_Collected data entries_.
//! Application orchestration.
//!
//! ```text
//!   trade feed ──ticks──▶ PriceIngestor ──window──▶ OraclePusher ─┐
//!        ▲                     │                                  │
//!        └── force reconnect ─ Watchdog ◀── OracleState ──────────┤
//!                                                                 ▼
//!   SettlementSweeper ──────────────────────────────────────▶ Submitter ──▶ ledger
//!   BalanceGuard ───────────────────────────────────────────▶  (KeyPool)
//!   HTTP API ───────────────────────────────────────────────▶
//! ```

use std::sync::Arc;
use std::time::Duration;

use supreme_api::{run_server, ApiState};
use supreme_core::{Clock, SystemClock};
use supreme_feed::{spawn_feed, FeedConnection};
use supreme_keeper::{BalanceGuard, SettlementSweeper};
use supreme_ledger::{DynLedgerClient, KeyPool, KeyRing, RestLedgerClient, Submitter};
use supreme_oracle::{OracleHandle, OraclePusher, PriceIngestor, SharedOracleState, Watchdog};
use tokio::sync::mpsc;
use tokio::task::JoinHandle;
use tokio_util::sync::CancellationToken;
use tracing::{error, info, warn};

use crate::config::AppConfig;
use crate::error::AppResult;

/// Buffered ticks between the feed and the ingestor.
const TICK_CHANNEL_CAPACITY: usize = 1024;

/// How long tasks get to finish after shutdown is requested.
const SHUTDOWN_GRACE: Duration = Duration::from_secs(5);

/// Route panic messages through tracing. A panicking task does not stop the
/// process.
pub fn install_panic_hook() {
    std::panic::set_hook(Box::new(|info| {
        error!(panic = %info, "Task panicked");
    }));
}

/// Main application.
pub struct Application {
    config: AppConfig,
    clock: Arc<dyn Clock>,
    shutdown: CancellationToken,
}

impl Application {
    pub fn new(config: AppConfig) -> AppResult<Self> {
        config.validate()?;
        Ok(Self {
            config,
            clock: Arc::new(SystemClock),
            shutdown: CancellationToken::new(),
        })
    }

    /// Cancel this token to stop every loop.
    pub fn shutdown_token(&self) -> CancellationToken {
        self.shutdown.clone()
    }

    /// Load the admin key, connect to the access node and run until shutdown.
    pub async fn run(self) -> AppResult<()> {
        let keys = KeyRing::load(
            &self.config.ledger.key_source.to_key_source(),
            self.config.ledger.signature_algorithm,
        )?;
        let client = RestLedgerClient::with_timeout(
            self.config.ledger.access_node_url.clone(),
            Duration::from_millis(self.config.ledger.request_timeout_ms),
        )?;
        self.run_with(Arc::new(client), keys).await
    }

    /// Run against a given ledger client and key ring.
    pub async fn run_with(self, client: DynLedgerClient, keys: KeyRing) -> AppResult<()> {
        let config = &self.config;
        info!(
            admin = %config.ledger.admin_address,
            access_node = %config.ledger.access_node_url,
            signing_keys = keys.len(),
            algorithm = ?keys.algorithm(),
            "Starting supreme keeper"
        );
        if let Ok(public_key) = keys.public_key_hex(0) {
            info!(public_key = %public_key, "Admin signing key loaded");
        }

        let pool = Arc::new(KeyPool::with_poll_interval(
            config.key_pool.fallback_key_count,
            Duration::from_millis(config.key_pool.acquire_poll_interval_ms),
        ));
        let submitter = Arc::new(Submitter::new(
            client,
            pool,
            Arc::new(keys),
            config.contract_addresses(),
            config.submitter_config()?,
        ));
        submitter.discover_keys(config.key_pool.fallback_key_count).await;

        let mut tasks: Vec<(&'static str, JoinHandle<()>)> = Vec::new();

        // Oracle pipeline
        let oracle_state = SharedOracleState::new();
        let (tick_tx, tick_rx) = mpsc::channel(TICK_CHANNEL_CAPACITY);
        let feed = Arc::new(FeedConnection::with_shutdown(
            config.feed.clone(),
            tick_tx,
            self.shutdown.child_token(),
        ));
        tasks.push(("feed", spawn_feed(Arc::clone(&feed))));

        let pusher = Arc::new(OraclePusher::new(
            Arc::clone(&submitter),
            oracle_state.clone(),
            Arc::clone(&self.clock),
            config.oracle.push_timeout_ms,
        ));
        let ingestor = PriceIngestor::new(
            oracle_state.clone(),
            pusher,
            Arc::clone(&self.clock),
            config.oracle.push_interval_ms,
        );
        tasks.push((
            "ingestor",
            tokio::spawn(ingestor.run(tick_rx, self.shutdown.clone())),
        ));

        let watchdog = Watchdog::new(
            oracle_state.clone(),
            feed,
            Arc::clone(&self.clock),
            config.oracle,
        );
        tasks.push(("watchdog", tokio::spawn(watchdog.run(self.shutdown.clone()))));

        // Keepers
        let sweeper = Arc::new(SettlementSweeper::new(Arc::clone(&submitter), config.settlement));
        tasks.push(("settlement", tokio::spawn(sweeper.run(self.shutdown.clone()))));

        let house = Arc::new(BalanceGuard::new(Arc::clone(&submitter), config.house));
        tasks.push((
            "house",
            tokio::spawn(Arc::clone(&house).run(self.shutdown.clone())),
        ));

        // HTTP API
        if config.api.enabled {
            let state = ApiState::new(
                Arc::clone(&submitter),
                OracleHandle::new(
                    oracle_state,
                    Arc::clone(&self.clock),
                    config.oracle.stale_after_ms,
                ),
                house,
                Arc::clone(&self.clock),
                config.api.clone(),
            );
            let shutdown = self.shutdown.clone();
            tasks.push((
                "api",
                tokio::spawn(async move {
                    if let Err(e) = run_server(state, shutdown).await {
                        error!(error = %e, "API server failed");
                    }
                }),
            ));
        }

        info!(
            pool_size = submitter.pool_size(),
            api = config.api.enabled,
            "Supreme keeper running"
        );

        self.shutdown.cancelled().await;
        info!("Shutdown requested, stopping tasks");

        for (name, handle) in tasks {
            match tokio::time::timeout(SHUTDOWN_GRACE, handle).await {
                Ok(Ok(())) => {}
                Ok(Err(e)) => warn!(task = name, error = %e, "Task ended abnormally"),
                Err(_) => warn!(task = name, "Task did not stop in time"),
            }
        }

        info!("Supreme keeper stopped");
        Ok(())
    }
}
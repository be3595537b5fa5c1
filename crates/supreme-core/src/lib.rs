//! Core domain types for the supreme ledger keeper.
//!
//! This crate provides the types shared by every other crate:
//! - `Price`: precision-safe price wrapper with UFix64 formatting
//! - `TradeTick`, `PriceRange`: feed samples and the aggregated push window
//! - `CadenceValue`: typed transaction/script arguments (JSON-Cadence)
//! - `TransactionResult`, `LedgerEvent`: sealed transaction outcome
//! - `Clock`: injectable time source

pub mod cadence;
pub mod clock;
pub mod decimal;
pub mod error;
pub mod types;

pub use cadence::CadenceValue;
pub use clock::{Clock, ManualClock, SystemClock};
pub use decimal::{Price, UFIX64_SCALE};
pub use error::{CoreError, Result};
pub use types::{LedgerEvent, PriceRange, TradeTick, TransactionResult};
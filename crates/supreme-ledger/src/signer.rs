//! Admin key loading and transaction signing.
//!
//! Flow account keys pair a curve with a hash. Admin keys are registered as
//! ECDSA P-256 with SHA3-256; secp256k1 with SHA2-256 is also accepted.
//! A signature is the raw 64-byte `r || s` pair over
//! `HASH(domain_tag || rlp(message))`; the domain tag is prepended by the
//! caller (see `envelope`), this module only hashes and signs.

use std::path::PathBuf;
use std::sync::Arc;

use alloy::primitives::B256;
use alloy::signers::local::PrivateKeySigner;
use alloy::signers::SignerSync;
use p256::ecdsa::signature::hazmat::PrehashSigner;
use serde::Deserialize;
use thiserror::Error;
use zeroize::Zeroizing;

// =============================================================================
// KeySource and KeyRing
// =============================================================================

/// Source of the admin private key(s).
///
/// The value is one hex key, or a comma-separated list with one key per
/// account key slot.
#[derive(Debug, Clone)]
pub enum KeySource {
    /// Load from environment variable (development).
    EnvVar { var_name: String },
    /// Load from file (production, recommend 0600 permissions).
    File { path: PathBuf },
}

/// Signature and hash algorithm of the admin account keys.
#[derive(Debug, Clone, Copy, Default, PartialEq, Eq, Deserialize)]
#[serde(rename_all = "snake_case")]
pub enum SignatureAlgorithm {
    /// `ECDSA_P256` + `SHA3_256`.
    #[default]
    P256Sha3,
    /// `ECDSA_secp256k1` + `SHA2_256`.
    Secp256k1Sha2,
}

/// Key management errors.
#[derive(Debug, Error)]
pub enum KeyError {
    #[error("Environment variable not found: {0}")]
    EnvVarNotFound(String),

    #[error("Failed to decode hex: {0}")]
    HexDecode(#[from] hex::FromHexError),

    #[error("Invalid private key: {0}")]
    InvalidKey(String),

    #[error("No private key configured")]
    Empty,

    #[error("IO error: {0}")]
    Io(#[from] std::io::Error),
}

/// Signing errors.
#[derive(Debug, Error)]
pub enum SignerError {
    #[error("No private key for key slot {0}")]
    NoKeyForSlot(usize),

    #[error("P-256 signing failed: {0}")]
    P256(#[from] p256::ecdsa::Error),

    #[error("secp256k1 signing failed: {0}")]
    Secp256k1(#[from] alloy::signers::Error),
}

/// One private key, tagged with its algorithm.
enum SlotKey {
    P256(p256::ecdsa::SigningKey),
    Secp256k1(PrivateKeySigner),
}

impl SlotKey {
    fn from_bytes(bytes: &[u8], algorithm: SignatureAlgorithm) -> Result<Self, KeyError> {
        match algorithm {
            SignatureAlgorithm::P256Sha3 => p256::ecdsa::SigningKey::from_slice(bytes)
                .map(Self::P256)
                .map_err(|e| KeyError::InvalidKey(e.to_string())),
            SignatureAlgorithm::Secp256k1Sha2 => PrivateKeySigner::from_slice(bytes)
                .map(Self::Secp256k1)
                .map_err(|e| KeyError::InvalidKey(e.to_string())),
        }
    }

    fn sign(&self, message: &[u8]) -> Result<[u8; 64], SignerError> {
        let mut out = [0u8; 64];
        match self {
            Self::P256(key) => {
                let signature: p256::ecdsa::Signature = key.sign_prehash(&sha3_digest(message))?;
                out.copy_from_slice(&signature.to_bytes());
            }
            Self::Secp256k1(signer) => {
                let signature = signer.sign_hash_sync(&sha2_digest(message))?;
                out[..32].copy_from_slice(&signature.r().to_be_bytes::<32>());
                out[32..].copy_from_slice(&signature.s().to_be_bytes::<32>());
            }
        }
        Ok(out)
    }

    /// Uncompressed public key without the SEC1 `0x04` tag, as Flow lists it.
    fn public_key(&self) -> Vec<u8> {
        let point = match self {
            Self::P256(key) => key.verifying_key().to_encoded_point(false).as_bytes().to_vec(),
            Self::Secp256k1(signer) => signer
                .credential()
                .verifying_key()
                .to_encoded_point(false)
                .as_bytes()
                .to_vec(),
        };
        point[1..].to_vec()
    }
}

/// Private keys backing the admin account's key slots.
///
/// Security notes:
/// - Key material lives only inside the signing keys (zeroized on drop).
/// - Never log private key material.
pub struct KeyRing {
    keys: Vec<SlotKey>,
    algorithm: SignatureAlgorithm,
}

impl std::fmt::Debug for KeyRing {
    fn fmt(&self, f: &mut std::fmt::Formatter<'_>) -> std::fmt::Result {
        f.debug_struct("KeyRing")
            .field("keys", &self.keys.len())
            .field("algorithm", &self.algorithm)
            .finish()
    }
}

impl KeyRing {
    /// Load keys from the given source.
    ///
    /// # Errors
    /// Returns `KeyError` if the variable/file is missing, hex decoding fails,
    /// or a key is not a valid scalar for `algorithm`.
    pub fn load(source: &KeySource, algorithm: SignatureAlgorithm) -> Result<Self, KeyError> {
        let raw: Zeroizing<String> = match source {
            KeySource::EnvVar { var_name } => Zeroizing::new(
                std::env::var(var_name).map_err(|_| KeyError::EnvVarNotFound(var_name.clone()))?,
            ),
            KeySource::File { path } => Zeroizing::new(std::fs::read_to_string(path)?),
        };
        Self::from_hex_list_with(&raw, algorithm)
    }

    /// Parse a comma-separated list of P-256 hex keys (`0x` prefix optional).
    pub fn from_hex_list(list: &str) -> Result<Self, KeyError> {
        Self::from_hex_list_with(list, SignatureAlgorithm::default())
    }

    pub fn from_hex_list_with(list: &str, algorithm: SignatureAlgorithm) -> Result<Self, KeyError> {
        fn parse_hex_key(hex_str: &str) -> Result<Zeroizing<Vec<u8>>, KeyError> {
            let trimmed = hex_str.trim().trim_start_matches("0x");
            Ok(Zeroizing::new(hex::decode(trimmed)?))
        }

        let keys = list
            .split(',')
            .filter(|part| !part.trim().is_empty())
            .map(|part| SlotKey::from_bytes(&parse_hex_key(part)?, algorithm))
            .collect::<Result<Vec<_>, _>>()?;

        if keys.is_empty() {
            return Err(KeyError::Empty);
        }
        Ok(Self { keys, algorithm })
    }

    /// Number of distinct private keys loaded.
    pub fn len(&self) -> usize {
        self.keys.len()
    }

    pub fn is_empty(&self) -> bool {
        self.keys.is_empty()
    }

    pub fn algorithm(&self) -> SignatureAlgorithm {
        self.algorithm
    }

    /// Private key for an account key slot. A single loaded key backs every slot.
    fn key_for(&self, key_index: usize) -> Result<&SlotKey, SignerError> {
        if self.keys.len() == 1 {
            return Ok(&self.keys[0]);
        }
        self.keys
            .get(key_index)
            .ok_or(SignerError::NoKeyForSlot(key_index))
    }

    /// Sign `message` (already domain-tagged) with the key for `key_index`.
    pub fn sign(&self, key_index: usize, message: &[u8]) -> Result<[u8; 64], SignerError> {
        self.key_for(key_index)?.sign(message)
    }

    /// Hex public key for `key_index`, comparable with the account's key list.
    pub fn public_key_hex(&self, key_index: usize) -> Result<String, SignerError> {
        Ok(hex::encode(self.key_for(key_index)?.public_key()))
    }

    /// A [`PayloadSigner`] bound to one key slot.
    pub fn slot_signer(self: &Arc<Self>, key_index: usize) -> SlotSigner {
        SlotSigner {
            ring: Arc::clone(self),
            key_index,
        }
    }
}

/// SHA3-256 digest of `message`.
pub fn sha3_digest(message: &[u8]) -> [u8; 32] {
    <sha3::Sha3_256 as sha3::Digest>::digest(message).into()
}

/// SHA2-256 digest of `message`.
pub fn sha2_digest(message: &[u8]) -> B256 {
    B256::from_slice(&<sha2::Sha256 as sha2::Digest>::digest(message))
}

/// Anything that can sign a domain-tagged transaction message.
///
/// Used for co-authorizers whose keys are not in the admin ring.
pub trait PayloadSigner: Send + Sync {
    fn sign(&self, message: &[u8]) -> Result<[u8; 64], SignerError>;
}

/// One slot of a shared [`KeyRing`].
#[derive(Debug, Clone)]
pub struct SlotSigner {
    ring: Arc<KeyRing>,
    key_index: usize,
}

impl PayloadSigner for SlotSigner {
    fn sign(&self, message: &[u8]) -> Result<[u8; 64], SignerError> {
        self.ring.sign(self.key_index, message)
    }
}

// =============================================================================
// Tests
// =============================================================================

#[cfg(test)]
mod tests {
    use super::*;
    use p256::ecdsa::signature::hazmat::PrehashVerifier;

    // Well-known test private keys (DO NOT use in production)
    const TEST_PRIVATE_KEY: &str =
        "0xac0974bec39a17e36ba4a6b4d238ff944bacb478cbed5efcae784d7bf4f2ff80";
    const SECOND_PRIVATE_KEY: &str =
        "0x59c6995e998f97a5a0044966f0945389dc9e86dae88c7a8412f4603b6b78690d";

    fn scalar(hex_key: &str) -> Vec<u8> {
        hex::decode(hex_key.trim_start_matches("0x")).unwrap()
    }

    #[test]
    fn test_from_hex_list_single_key_backs_every_slot() {
        let ring = KeyRing::from_hex_list(TEST_PRIVATE_KEY).unwrap();
        assert_eq!(ring.len(), 1);
        assert_eq!(ring.algorithm(), SignatureAlgorithm::P256Sha3);
        assert_eq!(ring.public_key_hex(0).unwrap(), ring.public_key_hex(7).unwrap());
        assert_eq!(ring.sign(0, b"abc").unwrap(), ring.sign(7, b"abc").unwrap());
    }

    #[test]
    fn test_from_hex_list_one_key_per_slot() {
        let list = format!("{TEST_PRIVATE_KEY}, {}", SECOND_PRIVATE_KEY.trim_start_matches("0x"));
        let ring = KeyRing::from_hex_list(&list).unwrap();
        assert_eq!(ring.len(), 2);
        assert_ne!(ring.public_key_hex(0).unwrap(), ring.public_key_hex(1).unwrap());
        assert!(matches!(ring.sign(2, b"abc"), Err(SignerError::NoKeyForSlot(2))));
    }

    #[test]
    fn test_from_hex_list_rejects_garbage() {
        assert!(matches!(KeyRing::from_hex_list("zz"), Err(KeyError::HexDecode(_))));
        assert!(matches!(KeyRing::from_hex_list(" , "), Err(KeyError::Empty)));
        assert!(matches!(
            KeyRing::from_hex_list("0x00"),
            Err(KeyError::InvalidKey(_))
        ));
    }

    #[test]
    fn test_load_from_missing_env_var() {
        let source = KeySource::EnvVar {
            var_name: "SUPREME_TEST_KEY_THAT_DOES_NOT_EXIST".to_string(),
        };
        assert!(matches!(
            KeyRing::load(&source, SignatureAlgorithm::P256Sha3),
            Err(KeyError::EnvVarNotFound(_))
        ));
    }

    #[test]
    fn test_load_from_file() {
        let path = std::env::temp_dir().join(format!("supreme-key-{}.hex", std::process::id()));
        std::fs::write(&path, format!("{TEST_PRIVATE_KEY}\n")).unwrap();
        let ring = KeyRing::load(&KeySource::File { path: path.clone() }, SignatureAlgorithm::P256Sha3)
            .unwrap();
        assert_eq!(ring.len(), 1);
        std::fs::remove_file(path).ok();
    }

    #[test]
    fn test_p256_signature_verifies_over_sha3_digest() {
        let ring = KeyRing::from_hex_list(TEST_PRIVATE_KEY).unwrap();
        let message = b"FLOW-V0.0-transaction payload";

        let sig_bytes = ring.sign(0, message).unwrap();
        assert_eq!(sig_bytes, ring.sign(0, message).unwrap(), "RFC 6979 signatures are deterministic");

        let signing_key = p256::ecdsa::SigningKey::from_slice(&scalar(TEST_PRIVATE_KEY)).unwrap();
        let verifying_key = signing_key.verifying_key();
        let signature = p256::ecdsa::Signature::from_slice(&sig_bytes).unwrap();
        let digest = <sha3::Sha3_256 as sha3::Digest>::digest(message);
        assert!(verifying_key.verify_prehash(&digest, &signature).is_ok());

        // Not valid over the SHA2-256 digest.
        assert!(verifying_key
            .verify_prehash(&sha2_digest(message).0, &signature)
            .is_err());

        let expected_public = hex::encode(&verifying_key.to_encoded_point(false).as_bytes()[1..]);
        assert_eq!(ring.public_key_hex(0).unwrap(), expected_public);
        assert_eq!(expected_public.len(), 128);
    }

    #[test]
    fn test_secp256k1_signature_recovers_signer() {
        let ring =
            KeyRing::from_hex_list_with(TEST_PRIVATE_KEY, SignatureAlgorithm::Secp256k1Sha2).unwrap();
        let message = b"FLOW-V0.0-transaction payload";
        let sig_bytes = ring.sign(0, message).unwrap();

        let signer = PrivateKeySigner::from_slice(&scalar(TEST_PRIVATE_KEY)).unwrap();
        let full = signer.sign_hash_sync(&sha2_digest(message)).unwrap();
        assert_eq!(&sig_bytes[..32], &full.r().to_be_bytes::<32>());
        assert_eq!(&sig_bytes[32..], &full.s().to_be_bytes::<32>());
        let recovered = full.recover_address_from_prehash(&sha2_digest(message)).unwrap();
        assert_eq!(recovered, signer.address());
        assert_ne!(
            ring.public_key_hex(0).unwrap(),
            KeyRing::from_hex_list(TEST_PRIVATE_KEY).unwrap().public_key_hex(0).unwrap()
        );
    }

    #[test]
    fn test_algorithm_parses_from_config() {
        #[derive(Deserialize)]
        struct Wrapper {
            algorithm: SignatureAlgorithm,
        }
        let w: Wrapper = serde_json::from_str(r#"{"algorithm":"secp256k1_sha2"}"#).unwrap();
        assert_eq!(w.algorithm, SignatureAlgorithm::Secp256k1Sha2);
        let w: Wrapper = serde_json::from_str(r#"{"algorithm":"p256_sha3"}"#).unwrap();
        assert_eq!(w.algorithm, SignatureAlgorithm::P256Sha3);
    }

    #[test]
    fn test_slot_signer_matches_ring() {
        let ring = Arc::new(KeyRing::from_hex_list(TEST_PRIVATE_KEY).unwrap());
        let slot = ring.slot_signer(0);
        assert_eq!(
            PayloadSigner::sign(&slot, b"abc").unwrap(),
            ring.sign(0, b"abc").unwrap()
        );
    }

    #[test]
    fn test_debug_does_not_leak_keys() {
        let ring = KeyRing::from_hex_list(TEST_PRIVATE_KEY).unwrap();
        let rendered = format!("{ring:?}");
        assert!(!rendered.contains("ac0974"));
    }
}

_Required action_. Read the entries and show each line that mentions "ApiState".

_Solution to the exercise_.
use supreme_api::{run_server, ApiState};
            let state = ApiState::new(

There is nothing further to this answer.